Unitarian Universalist Ancestors

October 18, 2014 at 12:18 am 2 comments

Honoring ancestors is a key part of many polytheist & animistic traditions, however “ancestors” are much more than our blood relations, though they are certainly important. There are many groups of ancestors, spiritual, cultural and socio-political, that I consider worthy of honor- one of them is Unitarian Universalist ancestors, heroes, founders and martyrs. This is complex because while the American Unitarian and the Universalist denominations only merged in 1961, our spiritual roots go back much further to the beginnings of Christianity. Why do these people who questioned orthodox Christian doctrine matter to a Pagan UU? Because we are still UUs, and many of these people were promoting freedom of thought and religion far before the Enlightenment or the Bill of Rights! So anyone in the Western world, in particular who is not Roman Catholic or Eastern Orthodox can be thankful to these folks. (Pagans- whether UU or not certainly should be!) Since this is such a long time span- enough that I took a series of 3 classes on UU history at Unity Unitarian- I will start with some early heretics.

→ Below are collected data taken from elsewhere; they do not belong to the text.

//
// Copyright 2022-Present (c) Raja Lehtihet & Wael El Oraiby
//
// Redistribution and use in source and binary forms, with or without
// modification, are permitted provided that the following conditions are met:
//
// 1. Redistributions of source code must retain the above copyright notice,
// this list of conditions and the following disclaimer.
//
// 2. Redistributions in binary form must reproduce the above copyright notice,
// this list of conditions and the following disclaimer in the documentation
// and/or other materials provided with the distribution.
//
// 3. Neither the name of the copyright holder nor the names of its contributors
// may be used to endorse or promote products derived from this software without
// specific prior written permission.
//
// THIS SOFTWARE IS PROVIDED BY THE COPYRIGHT HOLDERS AND CONTRIBUTORS "AS IS"
// AND ANY EXPRESS OR IMPLIED WARRANTIES, INCLUDING, BUT NOT LIMITED TO, THE
// IMPLIED WARRANTIES OF MERCHANTABILITY AND FITNESS FOR A PARTICULAR PURPOSE
// ARE DISCLAIMED. IN NO EVENT SHALL THE COPYRIGHT HOLDER OR CONTRIBUTORS BE
// LIABLE FOR ANY DIRECT, INDIRECT, INCIDENTAL, SPECIAL, EXEMPLARY, OR
// CONSEQUENTIAL DAMAGES (INCLUDING, BUT NOT LIMITED TO, PROCUREMENT OF
// SUBSTITUTE GOODS OR SERVICES; LOSS OF USE, DATA, OR PROFITS; OR BUSINESS
// INTERRUPTION) HOWEVER CAUSED AND ON ANY THEORY OF LIABILITY, WHETHER IN
// CONTRACT, STRICT LIABILITY, OR TORT (INCLUDING NEGLIGENCE OR OTHERWISE)
// ARISING IN ANY WAY OUT OF THE USE OF THIS SOFTWARE, EVEN IF ADVISED OF THE
// POSSIBILITY OF SUCH DAMAGE.
//
#![deny(missing_docs)]
//! `tileui` is a lightweight, hardware-agnostic GUI engine for small embedded
//! touchscreen devices. It renders a flat scene of rectangular widgets onto a
//! display that is too small in RAM to hold a full framebuffer: the display is
//! partitioned into tiles, a dirty bitmap tracks which tiles need redrawing,
//! and each dirty tile is repainted into a single reusable tile-sized back
//! buffer before being blitted to the panel. All pixel output, input
//! acquisition, font metrics, and glyph rasterization are provided by a
//! host-supplied [`Host`] capability implementation; the engine owns no
//! hardware and performs no drawing of its own.

use std::rc::Rc;

mod context;
mod dirty;
mod draw;
mod editor;
mod layout;
mod rect;
mod text;
mod widget;

pub use context::Context;
pub use editor::EditorStyle;
pub use rect::Rect;
pub use rs_math3d::{Dimensioni, Vec2i};
pub use text::decode_utf8;
pub use widget::{WidgetCallback, WidgetHandle, WidgetState};

/// Monotonic time value reported by the host. Wrap-around is tolerated by all
/// callers, so sixteen bits are enough for event-wait timeouts.
pub type Tick = u16;

/// Floating-point type edited by [`Context::edit_real`].
pub type Real = f64;

/// Number of widget states a [`Style`] carries a color pair for.
pub const N_STATES: usize = 3;

/// Fatal error codes reported through [`Host::panic`]. These signal
/// programming errors; the engine never recovers from them.
#[derive(Copy, Clone, Debug, PartialEq, Eq)]
pub enum PanicCode {
    /// Reserved.
    Undefined,
    /// The dirty buffer handed to [`Context::new`] is smaller than
    /// [`dirty_buffer_len`] requires.
    DirtyBufferTooSmall,
    /// The widget pool is full and [`Context::add_widget`] was called.
    OutOfMemory,
    /// A widget handle does not refer to a live widget (debug contract check).
    InvalidWidgetHandle,
}

/// Opaque 32-bit color value. The engine never inspects it; interpretation is
/// entirely up to the host.
#[derive(Copy, Clone, Debug, Default, PartialEq, Eq)]
pub struct Color(u32);

impl Color {
    /// Wraps a raw host color value.
    pub const fn new(raw: u32) -> Self { Self(raw) }

    /// Returns the raw value wrapped by this color.
    pub const fn raw(self) -> u32 { self.0 }
}

/// Foreground/background color pair used when drawing a widget in one state.
#[derive(Copy, Clone, Debug, Default, PartialEq, Eq)]
pub struct ColorPair {
    /// Text/glyph color.
    pub foreground: Color,
    /// Fill color behind the text.
    pub background: Color,
}

/// Horizontal text anchoring inside a widget's inner rectangle.
#[derive(Copy, Clone, Debug, Default, PartialEq, Eq)]
pub enum HAlign {
    /// Anchor text to the left edge.
    #[default]
    Left,
    /// Center text horizontally.
    Center,
    /// Anchor text to the right edge.
    Right,
}

/// Vertical text anchoring inside a widget's inner rectangle.
#[derive(Copy, Clone, Debug, Default, PartialEq, Eq)]
pub enum VAlign {
    /// Anchor text to the top edge.
    #[default]
    Top,
    /// Center text vertically.
    Middle,
    /// Anchor text to the bottom edge.
    Bottom,
}

/// Opaque font handle passed through to the host's metric and glyph queries.
#[derive(Copy, Clone, Debug, Default, PartialEq, Eq, Hash)]
pub struct FontId(usize);

impl FontId {
    /// Creates a font handle from a host-chosen value.
    pub const fn new(raw: usize) -> Self { Self(raw) }

    /// Returns the raw value wrapped by this handle.
    pub const fn raw(self) -> usize { self.0 }
}

/// Vertical metrics of a font, filled in by [`Host::font_metrics`].
#[derive(Copy, Clone, Debug, Default, PartialEq, Eq)]
pub struct FontMetrics {
    /// Distance from the baseline to the top of the tallest glyph.
    pub ascent: i32,
    /// Distance from the baseline to the bottom of the lowest glyph.
    pub descent: i32,
    /// Baseline offset that vertically centers a line of text.
    pub center: i32,
    /// Recommended distance between consecutive baselines.
    pub line_height: i32,
}

/// Metrics of a single glyph, filled in by [`Host::glyph_metrics`] and handed
/// back to the host in [`Host::draw_glyph`]. The host resolves the glyph's
/// pixel data from the codepoint.
#[derive(Copy, Clone, Debug, Default, PartialEq, Eq)]
pub struct GlyphMetrics {
    /// Unicode codepoint this glyph renders.
    pub codepoint: u32,
    /// Width of the glyph bitmap in pixels.
    pub width: i32,
    /// Height of the glyph bitmap in pixels.
    pub height: i32,
    /// Horizontal offset from the pen position to the bitmap's left edge.
    pub x_bearing: i32,
    /// Vertical offset from the baseline up to the bitmap's top edge.
    pub y_bearing: i32,
    /// Horizontal pen advance to the next glyph.
    pub x_advance: i32,
}

/// Touch/system event produced by [`Host::get_event`]. A timeout is reported
/// as `None` by the host rather than as an event variant.
#[derive(Copy, Clone, Debug, PartialEq, Eq)]
pub enum Event {
    /// The platform requested shutdown; stops every nested event loop.
    Quit,
    /// The panel was touched at the given display coordinate.
    Press {
        /// Touch x coordinate in display pixels.
        x: i32,
        /// Touch y coordinate in display pixels.
        y: i32,
    },
    /// The touch at the given display coordinate was released.
    Release {
        /// Release x coordinate in display pixels.
        x: i32,
        /// Release y coordinate in display pixels.
        y: i32,
    },
}

/// Visual appearance shared by any number of widgets. Styles are immutable
/// and application-owned; widgets reference them through [`Rc`], and the
/// setter no-op check compares identity, not contents.
#[derive(Clone, Debug, Default)]
pub struct Style {
    /// Font used for the widget's text.
    pub font: FontId,
    /// Horizontal text anchoring.
    pub h_align: HAlign,
    /// Vertical text anchoring.
    pub v_align: VAlign,
    /// Padding applied to the left and right of the widget's inner rectangle.
    pub h_padding: i32,
    /// Padding applied to the top and bottom of the widget's inner rectangle.
    pub v_padding: i32,
    /// Color pairs indexed by [`WidgetState`].
    pub colors: [ColorPair; N_STATES],
}

/// Capability interface the application supplies at context construction.
/// One implementor exists per platform; every drawing primitive, the event
/// source, and all font knowledge live behind it.
pub trait Host {
    /// Reports a fatal programming error. Must not return.
    fn panic(&self, code: PanicCode) -> !;

    /// Returns the current monotonic tick value. Callers tolerate wrap-around.
    fn monotonic_time(&mut self) -> Tick;

    /// Blocks for up to `timeout` ticks waiting for an event. Returns `None`
    /// on timeout.
    fn get_event(&mut self, timeout: Tick) -> Option<Event>;

    /// Returns the vertical metrics of a font.
    fn font_metrics(&mut self, font: FontId) -> FontMetrics;

    /// Returns the metrics of a glyph, or `None` if the font does not define
    /// the codepoint.
    fn glyph_metrics(&mut self, font: FontId, codepoint: u32) -> Option<GlyphMetrics>;

    /// Rasterizes the `src` region of a glyph into the tile back buffer at
    /// `dest`, blending between the pair's background and foreground colors.
    fn draw_glyph(&mut self, dest: &Rect, src: &Rect, metrics: &GlyphMetrics, colors: &ColorPair);

    /// Fills a rectangle of the tile back buffer with a solid color.
    fn draw_fill(&mut self, dest: &Rect, color: Color);

    /// Copies the tile back buffer onto the display with its top-left corner
    /// at `(x, y)`.
    fn blt_tile(&mut self, x: i32, y: i32);
}

pub(crate) fn tile_count(disp: i32, tile: i32) -> i32 { (disp + tile - 1) / tile }

pub(crate) fn tile_pitch(n_tile_cols: i32) -> usize { ((n_tile_cols + 31) / 32) as usize }

/// Returns the number of `u32` words a dirty buffer needs for the given
/// display and tile dimensions: one bit per tile, each row of tiles padded to
/// a whole number of words.
pub fn dirty_buffer_len(disp_width: i32, disp_height: i32, tile_width: i32, tile_height: i32) -> usize {
    tile_pitch(tile_count(disp_width, tile_width)) * tile_count(disp_height, tile_height) as usize
}

/// Convenience constructor for [`Vec2i`].
pub fn vec2(x: i32, y: i32) -> Vec2i { Vec2i { x, y } }

/// Convenience constructor for a shared [`Style`].
pub fn style(style: Style) -> Rc<Style> { Rc::new(style) }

Early Christianity was much more diverse before 325 C.E. when the Council of Nicea formed and hashed out the Nicene Creed. After that, sorry unitarians* and universalists, you’re heretics now!

Some early unitarians like Arius, interestingly had Neo-Platonic influences on their beliefs. Neoplatonism is a classical Greek philosophy which also had a great deal of influence later on the development of Jewish mystical traditions like Kabbalah and some modern polytheists like Edward Butler are now taking a new look at Neoplatonism.

Arius– denied the full divinity of Christ. This was one of the biggest scariest heresies for the early church.

Pelagius– a British monk whose ideas became influential in early Celtic Christianity. He was very ascetic but also had a strong emphasis on human free will and the potential for humans to improve themselves spiritually and morally.

The Ebionites were a Jewish-Christian sect that viewed Jesus as the Messiah, but rejected his divinity. After migrating to Arabia, they may have later influenced Islamic views of Jesus. They had an emphasis on voluntary poverty (the word ebionite is related to the Hebrew word for poor or needy) and may have been vegetarians (as they believed Jesus and the Apostles were)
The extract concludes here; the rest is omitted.